About this exercise
Copy all entries exactly.

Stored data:
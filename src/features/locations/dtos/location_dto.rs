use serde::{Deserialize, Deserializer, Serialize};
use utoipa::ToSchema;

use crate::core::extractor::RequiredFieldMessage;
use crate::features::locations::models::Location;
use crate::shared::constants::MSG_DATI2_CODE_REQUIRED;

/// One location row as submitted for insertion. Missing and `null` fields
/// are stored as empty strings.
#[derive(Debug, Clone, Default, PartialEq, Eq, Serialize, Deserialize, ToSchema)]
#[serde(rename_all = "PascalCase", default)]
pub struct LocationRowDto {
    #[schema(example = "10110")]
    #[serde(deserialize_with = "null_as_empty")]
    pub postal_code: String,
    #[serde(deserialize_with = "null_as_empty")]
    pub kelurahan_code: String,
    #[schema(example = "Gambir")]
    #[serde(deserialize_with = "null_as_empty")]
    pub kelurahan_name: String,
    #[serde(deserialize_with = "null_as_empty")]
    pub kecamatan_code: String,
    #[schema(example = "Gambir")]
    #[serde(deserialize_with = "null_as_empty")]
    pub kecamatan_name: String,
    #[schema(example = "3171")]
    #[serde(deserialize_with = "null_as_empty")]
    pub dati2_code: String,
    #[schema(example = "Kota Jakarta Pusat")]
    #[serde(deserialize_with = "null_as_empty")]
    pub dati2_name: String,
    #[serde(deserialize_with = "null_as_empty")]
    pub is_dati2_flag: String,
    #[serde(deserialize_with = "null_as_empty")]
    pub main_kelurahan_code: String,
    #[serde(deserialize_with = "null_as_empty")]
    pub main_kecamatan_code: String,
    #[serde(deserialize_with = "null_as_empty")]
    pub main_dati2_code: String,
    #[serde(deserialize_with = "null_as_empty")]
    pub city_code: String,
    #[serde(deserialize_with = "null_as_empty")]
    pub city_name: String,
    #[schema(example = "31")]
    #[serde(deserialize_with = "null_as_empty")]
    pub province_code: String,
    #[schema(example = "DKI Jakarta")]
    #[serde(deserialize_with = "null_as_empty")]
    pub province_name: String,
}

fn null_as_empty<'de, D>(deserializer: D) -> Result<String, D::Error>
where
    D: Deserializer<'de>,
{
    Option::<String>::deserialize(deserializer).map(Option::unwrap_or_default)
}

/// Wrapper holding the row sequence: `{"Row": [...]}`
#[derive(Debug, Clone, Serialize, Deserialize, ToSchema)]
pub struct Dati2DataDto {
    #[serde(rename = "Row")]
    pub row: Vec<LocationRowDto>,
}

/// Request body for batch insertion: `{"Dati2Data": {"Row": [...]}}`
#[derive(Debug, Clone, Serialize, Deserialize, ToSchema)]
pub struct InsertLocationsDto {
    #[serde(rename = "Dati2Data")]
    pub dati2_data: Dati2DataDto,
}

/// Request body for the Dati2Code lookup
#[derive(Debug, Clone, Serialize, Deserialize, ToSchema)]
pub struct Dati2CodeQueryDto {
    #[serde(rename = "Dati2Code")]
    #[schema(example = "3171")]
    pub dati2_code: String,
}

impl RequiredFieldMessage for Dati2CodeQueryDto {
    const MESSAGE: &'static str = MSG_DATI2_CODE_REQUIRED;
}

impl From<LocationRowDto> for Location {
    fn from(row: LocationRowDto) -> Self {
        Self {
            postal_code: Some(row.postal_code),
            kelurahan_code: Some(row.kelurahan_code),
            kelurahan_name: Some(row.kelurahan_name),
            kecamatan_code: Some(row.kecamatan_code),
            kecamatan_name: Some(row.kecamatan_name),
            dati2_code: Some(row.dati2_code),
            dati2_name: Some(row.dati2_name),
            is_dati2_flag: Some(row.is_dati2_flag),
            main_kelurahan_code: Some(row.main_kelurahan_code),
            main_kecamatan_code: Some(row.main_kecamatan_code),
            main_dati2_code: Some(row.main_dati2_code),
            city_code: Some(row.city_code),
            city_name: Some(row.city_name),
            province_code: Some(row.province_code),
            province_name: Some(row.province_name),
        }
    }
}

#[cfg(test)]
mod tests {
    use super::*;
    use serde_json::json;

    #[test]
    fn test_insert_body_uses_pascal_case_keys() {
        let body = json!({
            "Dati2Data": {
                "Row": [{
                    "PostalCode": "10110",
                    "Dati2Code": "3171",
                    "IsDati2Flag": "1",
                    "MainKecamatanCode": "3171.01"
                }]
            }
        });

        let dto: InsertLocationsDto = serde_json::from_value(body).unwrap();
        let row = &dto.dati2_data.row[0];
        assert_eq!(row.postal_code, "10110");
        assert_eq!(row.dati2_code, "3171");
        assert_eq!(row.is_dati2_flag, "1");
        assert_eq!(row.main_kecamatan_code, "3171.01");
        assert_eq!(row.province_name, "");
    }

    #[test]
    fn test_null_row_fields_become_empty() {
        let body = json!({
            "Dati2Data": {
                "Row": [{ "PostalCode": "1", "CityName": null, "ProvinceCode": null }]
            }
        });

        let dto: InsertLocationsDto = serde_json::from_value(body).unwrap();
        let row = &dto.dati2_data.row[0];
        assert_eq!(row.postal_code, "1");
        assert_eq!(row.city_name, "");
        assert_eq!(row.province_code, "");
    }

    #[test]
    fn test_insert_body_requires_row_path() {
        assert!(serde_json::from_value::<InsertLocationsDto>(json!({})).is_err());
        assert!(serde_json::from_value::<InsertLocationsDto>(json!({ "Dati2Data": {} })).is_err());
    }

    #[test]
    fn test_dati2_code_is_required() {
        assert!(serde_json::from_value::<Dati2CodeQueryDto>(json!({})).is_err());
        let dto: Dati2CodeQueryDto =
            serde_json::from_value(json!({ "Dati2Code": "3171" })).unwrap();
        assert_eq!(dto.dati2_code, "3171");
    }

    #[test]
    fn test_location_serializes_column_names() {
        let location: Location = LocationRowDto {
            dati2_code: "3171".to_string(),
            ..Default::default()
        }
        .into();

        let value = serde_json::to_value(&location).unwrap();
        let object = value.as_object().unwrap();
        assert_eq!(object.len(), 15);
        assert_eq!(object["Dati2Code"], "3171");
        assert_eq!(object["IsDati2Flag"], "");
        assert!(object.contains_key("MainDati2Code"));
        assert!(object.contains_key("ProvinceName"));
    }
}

Answer section
filename src/features/locations/dtos/location_dto.rs
use serde::{Deserialize, Deserializer, Serialize};
use utoipa::ToSchema;

use crate::core::extractor::RequiredFieldMessage;
use crate::features::locations::models::Location;
use crate::shared::constants::MSG_DATI2_CODE_REQUIRED;

/// One location row as submitted for insertion. Missing and `null` fields
/// are stored as empty strings.
#[derive(Debug, Clone, Default, PartialEq, Eq, Serialize, Deserialize, ToSchema)]
#[serde(rename_all = "PascalCase", default)]
pub struct LocationRowDto {
    #[schema(example = "10110")]
    #[serde(deserialize_with = "null_as_empty")]
    pub postal_code: String,
    #[serde(deserialize_with = "null_as_empty")]
    pub kelurahan_code: String,
    #[schema(example = "Gambir")]
    #[serde(deserialize_with = "null_as_empty")]
    pub kelurahan_name: String,
    #[serde(deserialize_with = "null_as_empty")]
    pub kecamatan_code: String,
    #[schema(example = "Gambir")]
    #[serde(deserialize_with = "null_as_empty")]
    pub kecamatan_name: String,
    #[schema(example = "3171")]
    #[serde(deserialize_with = "null_as_empty")]
    pub dati2_code: String,
    #[schema(example = "Kota Jakarta Pusat")]
    #[serde(deserialize_with = "null_as_empty")]
    pub dati2_name: String,
    #[serde(deserialize_with = "null_as_empty")]
    pub is_dati2_flag: String,
    #[serde(deserialize_with = "null_as_empty")]
    pub main_kelurahan_code: String,
    #[serde(deserialize_with = "null_as_empty")]
    pub main_kecamatan_code: String,
    #[serde(deserialize_with = "null_as_empty")]
    pub main_dati2_code: String,
    #[serde(deserialize_with = "null_as_empty")]
    pub city_code: String,
    #[serde(deserialize_with = "null_as_empty")]
    pub city_name: String,
    #[schema(example = "31")]
    #[serde(deserialize_with = "null_as_empty")]
    pub province_code: String,
    #[schema(example = "DKI Jakarta")]
    #[serde(deserialize_with = "null_as_empty")]
    pub province_name: String,
}

fn null_as_empty<'de, D>(deserializer: D) -> Result<String, D::Error>
where
    D: Deserializer<'de>,
{
    Option::<String>::deserialize(deserializer).map(Option::unwrap_or_default)
}

/// Wrapper holding the row sequence: `{"Row": [...]}`
#[derive(Debug, Clone, Serialize, Deserialize, ToSchema)]
pub struct Dati2DataDto {
    #[serde(rename = "Row")]
    pub row: Vec<LocationRowDto>,
}

/// Request body for batch insertion: `{"Dati2Data": {"Row": [...]}}`
#[derive(Debug, Clone, Serialize, Deserialize, ToSchema)]
pub struct InsertLocationsDto {
    #[serde(rename = "Dati2Data")]
    pub dati2_data: Dati2DataDto,
}

/// Request body for the Dati2Code lookup
#[derive(Debug, Clone, Serialize, Deserialize, ToSchema)]
pub struct Dati2CodeQueryDto {
    #[serde(rename = "Dati2Code")]
    #[schema(example = "3171")]
    pub dati2_code: String,
}

impl RequiredFieldMessage for Dati2CodeQueryDto {
    const MESSAGE: &'static str = MSG_DATI2_CODE_REQUIRED;
}

impl From<LocationRowDto> for Location {
    fn from(row: LocationRowDto) -> Self {
        Self {
            postal_code: Some(row.postal_code),
            kelurahan_code: Some(row.kelurahan_code),
            kelurahan_name: Some(row.kelurahan_name),
            kecamatan_code: Some(row.kecamatan_code),
            kecamatan_name: Some(row.kecamatan_name),
            dati2_code: Some(row.dati2_code),
            dati2_name: Some(row.dati2_name),
            is_dati2_flag: Some(row.is_dati2_flag),
            main_kelurahan_code: Some(row.main_kelurahan_code),
            main_kecamatan_code: Some(row.main_kecamatan_code),
            main_dati2_code: Some(row.main_dati2_code),
            city_code: Some(row.city_code),
            city_name: Some(row.city_name),
            province_code: Some(row.province_code),
            province_name: Some(row.province_name),
        }
    }
}

#[cfg(test)]
mod tests {
    use super::*;
    use serde_json::json;

    #[test]
    fn test_insert_body_uses_pascal_case_keys() {
        let body = json!({
            "Dati2Data": {
                "Row": [{
                    "PostalCode": "10110",
                    "Dati2Code": "3171",
                    "IsDati2Flag": "1",
                    "MainKecamatanCode": "3171.01"
                }]
            }
        });

        let dto: InsertLocationsDto = serde_json::from_value(body).unwrap();
        let row = &dto.dati2_data.row[0];
        assert_eq!(row.postal_code, "10110");
        assert_eq!(row.dati2_code, "3171");
        assert_eq!(row.is_dati2_flag, "1");
        assert_eq!(row.main_kecamatan_code, "3171.01");
        assert_eq!(row.province_name, "");
    }

    #[test]
    fn test_null_row_fields_become_empty() {
        let body = json!({
            "Dati2Data": {
                "Row": [{ "PostalCode": "1", "CityName": null, "ProvinceCode": null }]
            }
        });

        let dto: InsertLocationsDto = serde_json::from_value(body).unwrap();
        let row = &dto.dati2_data.row[0];
        assert_eq!(row.postal_code, "1");
        assert_eq!(row.city_name, "");
        assert_eq!(row.province_code, "");
    }

    #[test]
    fn test_insert_body_requires_row_path() {
        assert!(serde_json::from_value::<InsertLocationsDto>(json!({})).is_err());
        assert!(serde_json::from_value::<InsertLocationsDto>(json!({ "Dati2Data": {} })).is_err());
    }

    #[test]
    fn test_dati2_code_is_required() {
        assert!(serde_json::from_value::<Dati2CodeQueryDto>(json!({})).is_err());
        let dto: Dati2CodeQueryDto =
            serde_json::from_value(json!({ "Dati2Code": "3171" })).unwrap();
        assert_eq!(dto.dati2_code, "3171");
    }

    #[test]
    fn test_location_serializes_column_names() {
        let location: Location = LocationRowDto {
            dati2_code: "3171".to_string(),
            ..Default::default()
        }
        .into();

        let value = serde_json::to_value(&location).unwrap();
        let object = value.as_object().unwrap();
        assert_eq!(object.len(), 15);
        assert_eq!(object["Dati2Code"], "3171");
        assert_eq!(object["IsDati2Flag"], "");
        assert!(object.contains_key("MainDati2Code"));
        assert!(object.contains_key("ProvinceName"));
    }
}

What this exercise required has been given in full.